FLSmidth's interim 1Q20 report sees COVID-19 impact business results

FLSmidth's interim 1Q20 report sees COVID-19 impact business results
28 April 2020

FLSmidth reports that the COVID-19 pandemic is intensifying the cement industry's apprehensiveness to start large capital investments, but producers in both mining and cement are increasingly looking at digitalised solutions, driven by the restrictions of on-site services. Cement service order intake was stable in 1Q20 compared to 1Q19, but total cement order intake declined 50 per cent, due to hesitation on capital investments and the absence of large project orders.

Order intake for cement in 1Q20 fell by 50 per cent YoY to DKK1312m from DLK2632m in 1Q20. In 1Q20 cement revenue decreased by three per cent to DKK1790m from DKK1837m in 1Q19. Cement service revenue rose by 23 per cent while capital revenue declined by 20 per cent. Cement profitability was affected by a combination of lower revenue, increased costs due to the COVID-19 pandemic, as well as costs related to the implementation of business improvement initiatives.

Group revenue increased two per cent to DKK4525m in 1Q20, explained by a six per cent growth in mining, partly offset by a three per cent decline in cement. Organic revenue growth for the group was four per cent. EBITA decreased 27 per cent to DKK228m, as a result of extraordinary costs related to business improvement initiatives and COVID-19, as well as the previously-announced lower profitability in the mining capital business. Consequently, the EBITDA margin decreased 2.1 percentage points to five per cent. Cash flow from operating activities decreased to DKK-35m in 1Q20.

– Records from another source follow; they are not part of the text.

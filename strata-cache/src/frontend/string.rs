//! Frontend for plain string values.

use std::sync::Arc;

use strata_core::{validate_cache_identifier, validate_tags, CacheError, CacheResult};

use super::{downgrade_to_miss, validate_entry, CacheFrontend};
use crate::backend::{Backend, CacheHandle};

pub const KIND: &str = "StringFrontend";

/// Stores UTF-8 strings as-is; no serialization step.
pub struct StringFrontend {
    identifier: String,
    backend: Box<dyn Backend>,
}

impl StringFrontend {
    pub fn new(identifier: &str, backend: Box<dyn Backend>) -> CacheResult<Self> {
        validate_cache_identifier(identifier)?;
        Ok(Self {
            identifier: identifier.to_string(),
            backend,
        })
    }

    /// Move into an `Arc` and hand the backend its back-reference.
    pub fn into_shared(self) -> CacheResult<Arc<Self>> {
        let shared = Arc::new(self);
        let handle: Arc<dyn CacheHandle> = shared.clone();
        shared.backend.set_cache(Arc::downgrade(&handle))?;
        Ok(shared)
    }

    pub fn set(
        &self,
        identifier: &str,
        value: &str,
        tags: &[&str],
        lifetime: Option<u64>,
    ) -> CacheResult<()> {
        validate_entry(identifier, tags)?;
        self.backend.set(identifier, value.as_bytes(), tags, lifetime)
    }

    pub fn get(&self, identifier: &str) -> CacheResult<Option<String>> {
        strata_core::validate_identifier(identifier)?;
        let result = self.backend.get(identifier).and_then(|payload| {
            payload.map(|bytes| decode(identifier, bytes)).transpose()
        });
        downgrade_to_miss(self, identifier, result, None)
    }

    /// Values of every live entry tagged with `tag`.
    pub fn get_by_tag(&self, tag: &str) -> CacheResult<Vec<String>> {
        validate_tags(&[tag])?;
        let mut values = Vec::new();
        for identifier in self.backend.find_identifiers_by_tag(tag)? {
            if let Some(value) = self.get(&identifier)? {
                values.push(value);
            }
        }
        Ok(values)
    }
}

fn decode(identifier: &str, bytes: Vec<u8>) -> CacheResult<String> {
    String::from_utf8(bytes).map_err(|e| CacheError::CorruptEntry {
        identifier: identifier.to_string(),
        reason: e.to_string(),
    })
}

impl CacheHandle for StringFrontend {
    fn identifier(&self) -> &str {
        &self.identifier
    }
}

impl CacheFrontend for StringFrontend {
    fn backend(&self) -> &dyn Backend {
        self.backend.as_ref()
    }
}

#[cfg(test)]
mod tests {
    use super::*;
    use crate::backend::{BackendOptions, TransientMemoryBackend};
    use crate::frontend::test_support::FlakyBackend;
    use std::sync::atomic::Ordering;
    use strata_core::EnvironmentConfiguration;

    fn create_frontend() -> Arc<StringFrontend> {
        let backend = TransientMemoryBackend::new(
            Arc::new(EnvironmentConfiguration::default()),
            &BackendOptions::default(),
        )
        .expect("backend should build");
        StringFrontend::new("String_Cache", Box::new(backend))
            .expect("frontend should build")
            .into_shared()
            .expect("assignment should succeed")
    }

    #[test]
    fn test_set_and_get() {
        let cache = create_frontend();
        cache.set("greeting", "hello", &["t"], None).expect("set");
        assert_eq!(cache.get("greeting").expect("get"), Some("hello".to_string()));
        assert!(cache.has("greeting").expect("has"));
        assert_eq!(cache.get_by_tag("t").expect("get_by_tag"), vec!["hello"]);
    }

    #[test]
    fn test_invalid_identifier_rejected_before_backend() {
        let flaky = FlakyBackend::new();
        flaky.unavailable.store(true, Ordering::SeqCst);
        let cache = StringFrontend::new("String_Cache", Box::new(flaky))
            .expect("frontend should build")
            .into_shared()
            .expect("assignment should succeed");

        assert!(matches!(
            cache.set("bad id", "x", &[], None),
            Err(CacheError::InvalidIdentifier { .. })
        ));
        assert!(matches!(
            cache.get("bad/id"),
            Err(CacheError::InvalidIdentifier { .. })
        ));
        assert!(matches!(
            cache.set("ok", "x", &["bad tag"], None),
            Err(CacheError::InvalidTag { .. })
        ));
        assert!(matches!(cache.remove(""), Err(CacheError::InvalidIdentifier { .. })));
    }

    #[test]
    fn test_unavailable_backend_reads_as_miss() {
        let flaky = FlakyBackend::new();
        flaky.unavailable.store(true, Ordering::SeqCst);
        let cache = StringFrontend::new("String_Cache", Box::new(flaky))
            .expect("frontend should build")
            .into_shared()
            .expect("assignment should succeed");

        assert_eq!(cache.get("a").expect("get should downgrade"), None);
        assert!(!cache.has("a").expect("has should downgrade"));
        assert!(cache.set("a", "1", &[], None).is_err());
        assert!(cache.flush().is_err());
    }

    #[test]
    fn test_non_utf8_payload_is_corrupt_and_removed() {
        let cache = create_frontend();
        cache
            .backend()
            .set("raw", &[0xff, 0xfe], &[], None)
            .expect("raw set");
        assert_eq!(cache.get("raw").expect("get"), None);
        assert!(!cache.backend().has("raw").expect("has"));
    }

    #[test]
    fn test_invalid_cache_identifier() {
        let backend = TransientMemoryBackend::new(
            Arc::new(EnvironmentConfiguration::default()),
            &BackendOptions::default(),
        )
        .expect("backend should build");
        assert!(StringFrontend::new("no.dots", Box::new(backend)).is_err());
    }
}
//! Cache frontends.
//!
//! A frontend owns exactly one [`Backend`], validates every identifier and
//! tag before the backend sees it, and converts between caller values and
//! the opaque payload bytes the backend stores.
//!
//! Reads are forgiving: an unavailable backend or a corrupt entry turns a
//! `get`/`has` into a miss with a logged warning. Writes and removals have
//! no safe fallback and propagate every error.

use std::sync::Arc;

use strata_core::{validate_identifier, validate_tags, CacheError, CacheResult};

use crate::backend::{Backend, CacheHandle};

pub mod string;
pub mod variable;

pub use string::StringFrontend;
pub use variable::VariableFrontend;

/// Operations shared by every frontend, independent of the value type.
pub trait CacheFrontend: CacheHandle {
    fn backend(&self) -> &dyn Backend;

    fn has(&self, identifier: &str) -> CacheResult<bool> {
        validate_identifier(identifier)?;
        let result = self.backend().has(identifier);
        downgrade_to_miss(self, identifier, result, false)
    }

    /// Returns whether an entry was removed.
    fn remove(&self, identifier: &str) -> CacheResult<bool> {
        validate_identifier(identifier)?;
        self.backend().remove(identifier)
    }

    fn flush(&self) -> CacheResult<()> {
        self.backend().flush()
    }

    fn flush_by_tag(&self, tag: &str) -> CacheResult<u64> {
        validate_tags(&[tag])?;
        self.backend().flush_by_tag(tag)
    }

    fn flush_by_tags(&self, tags: &[&str]) -> CacheResult<u64> {
        validate_tags(tags)?;
        self.backend().flush_by_tags(tags)
    }

    fn collect_garbage(&self) -> CacheResult<()> {
        self.backend().collect_garbage()
    }
}

/// Turn recoverable read failures into `miss`.
///
/// Corrupt entries are removed on the way so the next `set` starts clean.
pub(crate) fn downgrade_to_miss<F, T>(
    frontend: &F,
    identifier: &str,
    result: CacheResult<T>,
    miss: T,
) -> CacheResult<T>
where
    F: CacheFrontend + ?Sized,
{
    match result {
        Ok(value) => Ok(value),
        Err(e @ CacheError::CorruptEntry { .. }) => {
            tracing::warn!(
                cache = frontend.identifier(),
                identifier,
                error = %e,
                "Corrupt cache entry treated as miss"
            );
            if let Err(remove_error) = frontend.backend().remove(identifier) {
                tracing::warn!(
                    cache = frontend.identifier(),
                    identifier,
                    error = %remove_error,
                    "Failed to remove corrupt cache entry"
                );
            }
            Ok(miss)
        }
        Err(e) if e.is_recoverable() => {
            tracing::warn!(
                cache = frontend.identifier(),
                identifier,
                error = %e,
                "Cache backend unavailable, treating read as miss"
            );
            Ok(miss)
        }
        Err(e) => Err(e),
    }
}

/// Validate an entry identifier and its tags in one go.
pub(crate) fn validate_entry(identifier: &str, tags: &[&str]) -> CacheResult<()> {
    validate_identifier(identifier)?;
    validate_tags(tags)
}

/// A constructed cache of either frontend kind.
#[derive(Clone)]
pub enum Cache {
    String(Arc<StringFrontend>),
    Variable(Arc<VariableFrontend>),
}

impl Cache {
    pub fn identifier(&self) -> &str {
        self.frontend().identifier()
    }

    pub fn frontend(&self) -> &dyn CacheFrontend {
        match self {
            Cache::String(frontend) => &**frontend,
            Cache::Variable(frontend) => &**frontend,
        }
    }

    /// Frontend kind name as used in configuration.
    pub fn kind(&self) -> &'static str {
        match self {
            Cache::String(_) => string::KIND,
            Cache::Variable(_) => variable::KIND,
        }
    }

    pub fn backend_name(&self) -> &'static str {
        self.frontend().backend().name()
    }

    pub fn as_string(&self) -> Option<&Arc<StringFrontend>> {
        match self {
            Cache::String(frontend) => Some(frontend),
            Cache::Variable(_) => None,
        }
    }

    pub fn as_variable(&self) -> Option<&Arc<VariableFrontend>> {
        match self {
            Cache::Variable(frontend) => Some(frontend),
            Cache::String(_) => None,
        }
    }
}

impl std::fmt::Debug for Cache {
    fn fmt(&self, f: &mut std::fmt::Formatter<'_>) -> std::fmt::Result {
        f.debug_struct("Cache")
            .field("identifier", &self.identifier())
            .field("frontend", &self.kind())
            .field("backend", &self.backend_name())
            .finish()
    }
}

impl From<Arc<StringFrontend>> for Cache {
    fn from(frontend: Arc<StringFrontend>) -> Self {
        Cache::String(frontend)
    }
}

impl From<Arc<VariableFrontend>> for Cache {
    fn from(frontend: Arc<VariableFrontend>) -> Self {
        Cache::Variable(frontend)
    }
}

#[cfg(test)]
pub(crate) mod test_support {
    //! A backend whose reads can be made to fail on demand.

    use std::sync::atomic::{AtomicBool, AtomicUsize, Ordering};
    use std::sync::Weak;

    use super::*;
    use crate::backend::{BackendOptions, TransientMemoryBackend};
    use strata_core::EnvironmentConfiguration;

    pub struct FlakyBackend {
        inner: TransientMemoryBackend,
        pub unavailable: AtomicBool,
        pub removals: AtomicUsize,
    }

    impl FlakyBackend {
        pub fn new() -> Self {
            Self {
                inner: TransientMemoryBackend::new(
                    Arc::new(EnvironmentConfiguration::default()),
                    &BackendOptions::default(),
                )
                .expect("memory backend should build"),
                unavailable: AtomicBool::new(false),
                removals: AtomicUsize::new(0),
            }
        }

        fn check(&self) -> CacheResult<()> {
            if self.unavailable.load(Ordering::SeqCst) {
                Err(CacheError::unavailable("FlakyBackend", "connection refused"))
            } else {
                Ok(())
            }
        }
    }

    impl Backend for FlakyBackend {
        fn name(&self) -> &'static str {
            "FlakyBackend"
        }
        fn set_cache(&self, cache: Weak<dyn CacheHandle>) -> CacheResult<()> {
            self.inner.set_cache(cache)
        }
        fn set(&self, id: &str, data: &[u8], tags: &[&str], lifetime: Option<u64>) -> CacheResult<()> {
            self.check()?;
            self.inner.set(id, data, tags, lifetime)
        }
        fn get(&self, id: &str) -> CacheResult<Option<Vec<u8>>> {
            self.check()?;
            self.inner.get(id)
        }
        fn has(&self, id: &str) -> CacheResult<bool> {
            self.check()?;
            self.inner.has(id)
        }
        fn remove(&self, id: &str) -> CacheResult<bool> {
            self.check()?;
            self.removals.fetch_add(1, Ordering::SeqCst);
            self.inner.remove(id)
        }
        fn flush(&self) -> CacheResult<()> {
            self.check()?;
            self.inner.flush()
        }
        fn flush_by_tag(&self, tag: &str) -> CacheResult<u64> {
            self.check()?;
            self.inner.flush_by_tag(tag)
        }
        fn find_identifiers_by_tag(&self, tag: &str) -> CacheResult<Vec<String>> {
            self.check()?;
            self.inner.find_identifiers_by_tag(tag)
        }
        fn collect_garbage(&self) -> CacheResult<()> {
            self.inner.collect_garbage()
        }
    }
}
impl Backend for LmdbBackend {
    fn name(&self) -> &'static str {
        NAME
    }

    fn set_cache(&self, cache: Weak<dyn CacheHandle>) -> CacheResult<()> {
        if let Some(store) = self.store.get() {
            if let Some(handle) = cache.upgrade() {
                ensure_same_cache(store, handle.identifier())?;
            }
            self.core.assign(cache)?;
            return Ok(());
        }
        let handle = self.core.assign(cache)?;
        let environment = self.core.environment();
        let path = self.database_path.clone().unwrap_or_else(|| {
            environment
                .file_cache_base_path()
                .join(environment.storage_namespace())
                .join("Cache")
                .join("Lmdb")
                .join(handle.identifier())
        });
        let (env, db) = Self::open(&path, self.map_size_mb)?;
        let namespace = KeyNamespace::new(environment, handle.identifier());
        tracing::debug!(cache = handle.identifier(), path = %path.display(), "LMDB cache opened");
        let store = LmdbStore {
            env,
            db,
            namespace,
            cache_identifier: handle.identifier().to_string(),
        };
        if let Err(store) = self.store.set(store) {
            // lost a race against another assignment
            if let Some(existing) = self.store.get() {
                ensure_same_cache(existing, &store.cache_identifier)?;
            }
        }
        Ok(())
    }

    fn set(
        &self,
        identifier: &str,
        data: &[u8],
        tags: &[&str],
        lifetime: Option<u64>,
    ) -> CacheResult<()> {
        let store = self.store()?;
        let record = encode_record(self.core.expiry_time(lifetime), tags, data);

        let mut wtxn = store.env.write_txn().map_err(txn_error)?;
        Self::unlink(store, &mut wtxn, identifier)?;
        store
            .db
            .put(&mut wtxn, &store.namespace.entry(identifier).encode(), &record)
            .map_err(txn_error)?;
        for tag in tags {
            store
                .db
                .put(&mut wtxn, &store.namespace.tag_link(tag, identifier).encode(), &[])
                .map_err(txn_error)?;
        }
        wtxn.commit().map_err(txn_error)?;
        Ok(())
    }

    fn get(&self, identifier: &str) -> CacheResult<Option<Vec<u8>>> {
        let store = self.store()?;
        let rtxn = store.env.read_txn().map_err(txn_error)?;
        let key = store.namespace.entry(identifier).encode();
        match store.db.get(&rtxn, &key).map_err(txn_error)? {
            Some(bytes) => {
                let record = decode_record(bytes).ok_or_else(|| CacheError::CorruptEntry {
                    identifier: identifier.to_string(),
                    reason: "truncated LMDB record".to_string(),
                })?;
                if is_expired(record.expiry, now()) {
                    Ok(None)
                } else {
                    Ok(Some(record.payload.to_vec()))
                }
            }
            None => Ok(None),
        }
    }

    fn has(&self, identifier: &str) -> CacheResult<bool> {
        self.live_record_exists(identifier)
    }

    fn remove(&self, identifier: &str) -> CacheResult<bool> {
        let store = self.store()?;
        let mut wtxn = store.env.write_txn().map_err(txn_error)?;
        let removed = Self::unlink(store, &mut wtxn, identifier)?;
        wtxn.commit().map_err(txn_error)?;
        Ok(removed)
    }

    fn flush(&self) -> CacheResult<()> {
        let store = self.store()?;
        let keys = self.collect_keys_with_prefix(store, &store.namespace.prefix())?;

        let mut wtxn = store.env.write_txn().map_err(txn_error)?;
        for key in &keys {
            store.db.delete(&mut wtxn, key).map_err(txn_error)?;
        }
        wtxn.commit().map_err(txn_error)?;
        tracing::debug!(keys = keys.len(), "LMDB cache flushed");
        Ok(())
    }

    fn flush_by_tag(&self, tag: &str) -> CacheResult<u64> {
        let store = self.store()?;
        let links = self.collect_keys_with_prefix(store, &store.namespace.tag_prefix(tag))?;

        let mut wtxn = store.env.write_txn().map_err(txn_error)?;
        let mut flushed = 0u64;
        for link in &links {
            let Some(key) = NamespacedKey::decode(link) else {
                continue;
            };
            if Self::unlink(store, &mut wtxn, key.identifier())? {
                flushed += 1;
            }
            store.db.delete(&mut wtxn, link).map_err(txn_error)?;
        }
        wtxn.commit().map_err(txn_error)?;
        Ok(flushed)
    }

    fn find_identifiers_by_tag(&self, tag: &str) -> CacheResult<Vec<String>> {
        let store = self.store()?;
        let links = self.collect_keys_with_prefix(store, &store.namespace.tag_prefix(tag))?;
        let mut identifiers = Vec::new();
        for link in links {
            if let Some(key) = NamespacedKey::decode(&link) {
                if self.live_record_exists(key.identifier())? {
                    identifiers.push(key.identifier().to_string());
                }
            }
        }
        Ok(identifiers)
    }

    fn collect_garbage(&self) -> CacheResult<()> {
        let store = self.store()?;
        let now = now();

        // Expiry is re-checked inside the write transaction, so an entry
        // renewed after the scan survives.
        let candidates = self.collect_keys_with_prefix(store, &store.namespace.entry_prefix())?;
        let mut wtxn = store.env.write_txn().map_err(txn_error)?;
        let mut collected = 0u64;
        for key in candidates {
            let Some(key) = NamespacedKey::decode(&key) else {
                continue;
            };
            let expired = store
                .db
                .get(&wtxn, &key.encode())
                .map_err(txn_error)?
                .and_then(decode_record)
                .is_some_and(|record| is_expired(record.expiry, now));
            if expired && Self::unlink(store, &mut wtxn, key.identifier())? {
                collected += 1;
            }
        }
        wtxn.commit().map_err(txn_error)?;
        tracing::debug!(collected, "LMDB cache garbage collected");
        Ok(())
    }
}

FLSmidth Group CEO, Thomas Schulz, commented: "The COVID-19 outbreak has resulted in extraordinary times for all countries around the globe. Throughout the quarter, we have navigated the unpredictability and our clear top priority has been on the safety of our employees and customers. Around 70 per cent our employees are currently working from home and a safe working environment has been established for the remaining employees. At the same time, we have been adapting our operations to the changing circumstances to support our customers the best way possible.

"The COVID-19 pandemic has a significant impact on the current and future business and impacted our first quarter results, especially in the month of March, as the pandemic has led to higher costs associated with more complex logistics and lower capacity utilisation. There will be economic impacts for both of our core industries, but we see a relatively resilient mining industry, and the extensive global policy response already seen, such as the proposed US$2trn infrastructure package in the USA, could fuel a rapid growth in metals demand and boost construction and cement markets worldwide."

On 23 March, FLSmidth suspended its financial guidance for 2020 as a consequence of the global uncertainty caused by the current pandemic and pending further clarification of market developments and the actual financial impact on the business. Visibility remains low and our guidance remains suspended.

FLSmidth is increasingly seeing disruptions to cement plants and mine sites which could impact near-term demand for equipment and services. Lockdowns and mobility restrictions are affecting suppliers and parts of our own operations, resulting in more complex logistics and lower capacity utilisation. The company expects the biggest direct impact in 2Q and a more moderate impact in 3Q, but the duration of disruptions and the extent of the impact cannot currently be assessed.

Approximately 80 per cent of cement plants around the world, excluding China are understood to be in operation but some with reduced capacity. The largest impact has been felt in India and the Middle East, but all regions are impacted, said FLSmidth. The market for services was relatively stable in the first quarter, but cement consumption is being impacted by reduced construction activity, and plant shutdowns and restricted access to sites has reduced the activity level within technical services and commissioning. Despite the pandemic, there is still an ongoing market activity in most regions.

"In Europe, Russia and north Africa, cement plants are still in operation in most countries and the supply and demand situation has so far only been slightly negatively impacted. In Asia (excluding China), most plants are operating, but we see shutdowns in Malaysia and the Philippines. In January and February, Chinese cement consumption declined by 30 per cent, but the Chinese government is now pushing to get construction and production back on track.

"In North America, about 15 per cent of our installed base is currently shut down (all Mexican sites are closed), but the demand for service bundles remains strong with a record high order intake the first quarter. In South America, FLSmidth is seeing significantly reduced activity. In Peru and Argentina, national lockdowns have reduced activity at cement plants, and in the case of Colombia, some customers have decided to either reduce or suspend production. In Australia, plants are running at full capacity," said the company.

FLSmidth sees the biggest impact from COVID-19 in India and the Middle East, where activity is very low. Across regions, many cement producers are suspending capital investments until the COVID-19 impact on the macroeconomic outlook is clearer. As for many other industries, the virus outbreak is having negative implications for the cement industry, but the duration and impact of the disruption is still unknown. Strong supportive measures are being implemented world-wide to boost the economy, including prospects for infrastructure stimulus, which could speed up the recovery in several local cement markets.